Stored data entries
• • • • • • •

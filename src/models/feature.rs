use serde::{Deserialize, Serialize};
use sqlx::FromRow;
use validator::Validate;

/// Icon shown when a feature has none.
pub const DEFAULT_ICON: &str = "✨";

/// Represents the 'cms_features' table in the database.
#[derive(Debug, Clone, FromRow, Serialize, Deserialize)]
pub struct Feature {
    pub id: i64,
    pub title: String,
    pub body: String,
    pub icon: Option<String>,
    pub position: i32,
    pub published: bool,
    pub created_at: chrono::DateTime<chrono::Utc>,
}

/// Public view of a feature card.
#[derive(Debug, Clone, PartialEq, Eq, Serialize)]
pub struct FeatureCard {
    pub id: String,
    pub title: String,
    pub body: String,
    pub icon: String,
}

impl From<Feature> for FeatureCard {
    fn from(feature: Feature) -> Self {
        FeatureCard {
            id: feature.id.to_string(),
            title: feature.title,
            body: feature.body,
            icon: feature.icon.unwrap_or_else(|| DEFAULT_ICON.to_string()),
        }
    }
}

/// Cards shown while the database holds no published features.
pub fn default_features() -> Vec<FeatureCard> {
    [
        (
            "f1",
            "Individuelle Trainingspläne",
            "Milo baut deinen Plan aus Zielen, Equipment und Zeit. Passt Sätze/Wdh. automatisch an.",
            "💪",
        ),
        (
            "f2",
            "Fortschritts-Tracking",
            "Tracke Workouts schnell. Milo erkennt Plateaus und empfiehlt passende Methoden.",
            "📈",
        ),
        (
            "f3",
            "Übungsbibliothek (GIFs)",
            "Saubere Ausführung dank visueller Beispiele. Alternativen für jedes Niveau.",
            "🎞️",
        ),
    ]
    .into_iter()
    .map(|(id, title, body, icon)| FeatureCard {
        id: id.to_string(),
        title: title.to_string(),
        body: body.to_string(),
        icon: icon.to_string(),
    })
    .collect()
}

/// DTO for updating a feature.
#[derive(Debug, Deserialize, Validate)]
pub struct SaveFeatureRequest {
    #[validate(length(max = 200))]
    #[serde(default)]
    pub title: String,
    #[validate(length(max = 5000))]
    #[serde(default)]
    pub body: String,
    #[validate(length(max = 32))]
    pub icon: Option<String>,
    #[serde(default)]
    pub position: i32,
    #[serde(default)]
    pub published: bool,
}
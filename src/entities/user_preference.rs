//! User preference entity - Key-value pairs for application settings.
//! Values are stored JSON-encoded so any JSON value round-trips.

use super::Record;
use chrono::{DateTime, Utc};
use sea_orm::entity::prelude::*;
use sea_orm::{QueryOrder, Select, Set};
use serde::{Deserialize, Serialize};

/// User preference database model - stores key-value configuration pairs
#[derive(Clone, Debug, PartialEq, Eq, DeriveEntityModel, Serialize, Deserialize)]
#[sea_orm(table_name = "user_preferences")]
pub struct Model {
    /// Preference key (e.g., `"theme"`)
    #[sea_orm(primary_key, auto_increment = false)]
    pub key: String,
    /// JSON-encoded value
    pub value: String,
    /// When this preference was last written
    pub updated_at: DateTimeUtc,
}

/// `UserPreference` has no relationships with other entities
#[derive(Copy, Clone, Debug, EnumIter, DeriveRelation)]
pub enum Relation {}

impl ActiveModelBehavior for ActiveModel {}

impl Model {
    /// Builds a row holding `value` encoded as JSON.
    #[must_use]
    pub fn encode(key: impl Into<String>, value: &serde_json::Value, now: DateTime<Utc>) -> Self {
        Self {
            key: key.into(),
            value: value.to_string(),
            updated_at: now,
        }
    }

    /// Decodes the stored value. Rows written by other tools may hold bare text,
    /// which is returned as a JSON string.
    #[must_use]
    pub fn decoded_value(&self) -> serde_json::Value {
        serde_json::from_str(&self.value)
            .unwrap_or_else(|_| serde_json::Value::String(self.value.clone()))
    }
}

impl Record for Entity {
    const KIND: &'static str = "preference";
    type Patch = serde_json::Value;

    fn id_column() -> Column {
        Column::Key
    }

    fn record_id(model: &Model) -> &str {
        &model.key
    }

    fn ordered(select: Select<Self>) -> Select<Self> {
        select.order_by_asc(Column::Key)
    }

    fn apply_patch(active: &mut ActiveModel, patch: serde_json::Value, now: DateTime<Utc>) {
        active.value = Set(patch.to_string());
        active.updated_at = Set(now);
    }
}
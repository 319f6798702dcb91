//! Persistence store - Durable local storage for every entity type.
//!
//! A [`Store`] wraps one `SeaORM` connection that the caller constructs and injects. It
//! starts out uninitialized; [`Store::initialize`] creates the schema and flips it to
//! ready, after which the CRUD operations are available. Every operation is generic over
//! [`Record`], so transactions, categories, budgets and preferences share one code path.
//!
//! Each write is independent. There is no multi-record transaction and nothing is rolled
//! back when a later write fails.

use crate::config::database;
use crate::core::stats::{self, DateRange, TransactionStats};
use crate::entities::{
    Budget, Category, CategoryColumn, Record, Transaction, TransactionColumn, TransactionModel,
    UserPreference, UserPreferenceModel,
};
use crate::errors::{Error, Result, WriteOp};
use chrono::Utc;
use sea_orm::sea_query::OnConflict;
use sea_orm::{
    ActiveModelTrait, ColumnTrait, DatabaseConnection, EntityTrait, IdenStatic, IntoActiveModel,
    Iterable, QueryFilter,
};
use std::collections::BTreeMap;
use std::sync::atomic::{AtomicBool, Ordering};
use tracing::{debug, info, instrument};

/// Handle to the ledger database.
#[derive(Debug)]
pub struct Store {
    db: DatabaseConnection,
    ready: AtomicBool,
}

impl Store {
    /// Wraps an existing connection. The store is not ready until [`Store::initialize`].
    #[must_use]
    pub const fn new(db: DatabaseConnection) -> Self {
        Self {
            db,
            ready: AtomicBool::new(false),
        }
    }

    /// Opens `database_url` and wraps the connection.
    ///
    /// # Errors
    /// Returns [`Error::StorageInit`] if the medium cannot be opened.
    pub async fn connect(database_url: &str) -> Result<Self> {
        Ok(Self::new(database::create_connection(database_url).await?))
    }

    /// The underlying connection.
    #[must_use]
    pub const fn connection(&self) -> &DatabaseConnection {
        &self.db
    }

    /// Whether [`Store::initialize`] has completed.
    #[must_use]
    pub fn is_ready(&self) -> bool {
        self.ready.load(Ordering::Acquire)
    }

    /// Creates tables and indexes if absent and marks the store ready. Calling it again
    /// once ready does nothing.
    ///
    /// # Errors
    /// Returns [`Error::StorageInit`] if schema creation fails. This is fatal.
    #[instrument(skip(self))]
    pub async fn initialize(&self) -> Result<()> {
        if self.is_ready() {
            debug!("storage already initialized");
            return Ok(());
        }

        database::create_tables(&self.db)
            .await
            .map_err(|e| Error::StorageInit {
                message: e.to_string(),
            })?;

        self.ready.store(true, Ordering::Release);
        info!("storage ready");
        Ok(())
    }

    pub(crate) fn ensure_ready(&self) -> Result<()> {
        if self.is_ready() {
            Ok(())
        } else {
            Err(Error::NotReady)
        }
    }

    /// Every stored record of `E`, in the entity's listing order.
    ///
    /// Transactions come newest `date` first (ties by newest `created_at`), categories by
    /// name, budgets by newest `start_date`.
    #[instrument(skip(self), fields(entity = E::KIND))]
    pub async fn load_all<E: Record>(&self) -> Result<Vec<E::Model>> {
        self.ensure_ready()?;
        let rows = E::ordered(E::find())
            .all(&self.db)
            .await
            .map_err(|e| Error::read(E::KIND, e))?;
        debug!(count = rows.len(), "loaded");
        Ok(rows)
    }

    /// Looks up one record by id.
    pub async fn find<E: Record>(&self, id: &str) -> Result<Option<E::Model>> {
        self.ensure_ready()?;
        E::find()
            .filter(E::id_column().eq(id))
            .one(&self.db)
            .await
            .map_err(|e| Error::read(E::KIND, e))
    }

    /// Inserts `model`, or replaces every column of the stored record with the same id.
    ///
    /// # Errors
    /// Returns [`Error::StorageWrite`] on failure; nothing may be assumed written.
    #[instrument(skip(self, model), fields(entity = E::KIND, id = E::record_id(&model)))]
    pub async fn save<E>(&self, model: E::Model) -> Result<()>
    where
        E: Record,
        E::Model: IntoActiveModel<E::ActiveModel> + Sync,
        E::ActiveModel: Send,
    {
        self.ensure_ready()?;
        let id = E::record_id(&model).to_string();
        let id_column = E::id_column();
        let others: Vec<E::Column> = E::Column::iter()
            .filter(|c| c.as_str() != id_column.as_str())
            .collect();

        E::insert(model.into_active_model().reset_all())
            .on_conflict(OnConflict::column(id_column).update_columns(others).to_owned())
            .exec_without_returning(&self.db)
            .await
            .map_err(|e| Error::write(WriteOp::Save, E::KIND, id, e))?;
        debug!("saved");
        Ok(())
    }

    /// Saves each model in turn, stopping at the first failure. Earlier writes stay.
    pub async fn save_all<E>(&self, models: Vec<E::Model>) -> Result<()>
    where
        E: Record,
        E::Model: IntoActiveModel<E::ActiveModel> + Sync,
        E::ActiveModel: Send,
    {
        for model in models {
            self.save::<E>(model).await?;
        }
        Ok(())
    }

    /// Applies the supplied fields of `patch` to the stored record and refreshes its
    /// `updated_at`. Returns the record as stored afterwards.
    ///
    /// # Errors
    /// Returns [`Error::NotFound`] if no record has this id, [`Error::StorageWrite`] if
    /// the write fails.
    #[instrument(skip(self, patch), fields(entity = E::KIND))]
    pub async fn update<E>(&self, id: &str, patch: E::Patch) -> Result<E::Model>
    where
        E: Record,
        E::Model: IntoActiveModel<E::ActiveModel> + Sync,
        E::ActiveModel: Send,
    {
        self.ensure_ready()?;
        let existing = E::find()
            .filter(E::id_column().eq(id))
            .one(&self.db)
            .await
            .map_err(|e| Error::write(WriteOp::Update, E::KIND, id, e))?
            .ok_or_else(|| Error::not_found(E::KIND, id))?;

        let mut active = existing.clone().into_active_model();
        E::apply_patch(&mut active, patch, Utc::now());
        if !active.is_changed() {
            return Ok(existing);
        }

        let updated = active
            .update(&self.db)
            .await
            .map_err(|e| Error::write(WriteOp::Update, E::KIND, id, e))?;
        debug!("updated");
        Ok(updated)
    }

    /// Removes the record with this id. A missing id is not an error.
    #[instrument(skip(self), fields(entity = E::KIND))]
    pub async fn delete<E: Record>(&self, id: &str) -> Result<()> {
        self.ensure_ready()?;
        let result = E::delete_many()
            .filter(E::id_column().eq(id))
            .exec(&self.db)
            .await
            .map_err(|e| Error::write(WriteOp::Delete, E::KIND, id, e))?;
        debug!(rows = result.rows_affected, "deleted");
        Ok(())
    }

    /// Deletes all transactions, budgets and preferences, then every non-default
    /// category. Default categories are kept.
    #[instrument(skip(self))]
    pub async fn clear_all(&self) -> Result<()> {
        self.ensure_ready()?;

        let transactions = Transaction::delete_many()
            .exec(&self.db)
            .await
            .map_err(|e| Error::write(WriteOp::Clear, Transaction::KIND, "", e))?;
        let budgets = Budget::delete_many()
            .exec(&self.db)
            .await
            .map_err(|e| Error::write(WriteOp::Clear, Budget::KIND, "", e))?;
        let preferences = UserPreference::delete_many()
            .exec(&self.db)
            .await
            .map_err(|e| Error::write(WriteOp::Clear, UserPreference::KIND, "", e))?;
        let categories = Category::delete_many()
            .filter(CategoryColumn::IsDefault.eq(false))
            .exec(&self.db)
            .await
            .map_err(|e| Error::write(WriteOp::Clear, Category::KIND, "", e))?;

        info!(
            transactions = transactions.rows_affected,
            budgets = budgets.rows_affected,
            preferences = preferences.rows_affected,
            categories = categories.rows_affected,
            "cleared all data"
        );
        Ok(())
    }

    /// Transactions whose `date` falls inside `range`, newest first.
    pub async fn transactions_in_range(&self, range: &DateRange) -> Result<Vec<TransactionModel>> {
        self.ensure_ready()?;
        Transaction::ordered(Transaction::find())
            .filter(TransactionColumn::Date.between(range.start, range.end))
            .all(&self.db)
            .await
            .map_err(|e| Error::read(Transaction::KIND, e))
    }

    /// Transactions filed under `category_id`, newest first.
    pub async fn transactions_for_category(
        &self,
        category_id: &str,
    ) -> Result<Vec<TransactionModel>> {
        self.ensure_ready()?;
        Transaction::ordered(Transaction::find())
            .filter(TransactionColumn::CategoryId.eq(category_id))
            .all(&self.db)
            .await
            .map_err(|e| Error::read(Transaction::KIND, e))
    }

    /// Income, expense and count over every stored transaction.
    pub async fn transaction_stats(&self) -> Result<TransactionStats> {
        let transactions = self.load_all::<Transaction>().await?;
        Ok(stats::summarize(&transactions))
    }

    /// Stores `value` under `key`, replacing any previous value.
    #[instrument(skip(self, value))]
    pub async fn set_preference(&self, key: &str, value: &serde_json::Value) -> Result<()> {
        self.save::<UserPreference>(UserPreferenceModel::encode(key, value, Utc::now()))
            .await
    }

    /// All preferences, decoded.
    pub async fn preferences(&self) -> Result<BTreeMap<String, serde_json::Value>> {
        Ok(self
            .load_all::<UserPreference>()
            .await?
            .into_iter()
            .map(|row| {
                let value = row.decoded_value();
                (row.key, value)
            })
            .collect())
    }
}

• • • • • • •

■ **Instructions to follow**:
Transcribe verbatim. Cover the lines from the first line of the entries above to the line containing "#[derive(Debug, Clone, FromRow, Serialize, Deserialize)]", inclusive.

■ **Written solution**:
filename src/models/feature.rs
use serde::{Deserialize, Serialize};
use sqlx::FromRow;
use validator::Validate;

/// Icon shown when a feature has none.
pub const DEFAULT_ICON: &str = "✨";

/// Represents the 'cms_features' table in the database.
#[derive(Debug, Clone, FromRow, Serialize, Deserialize)]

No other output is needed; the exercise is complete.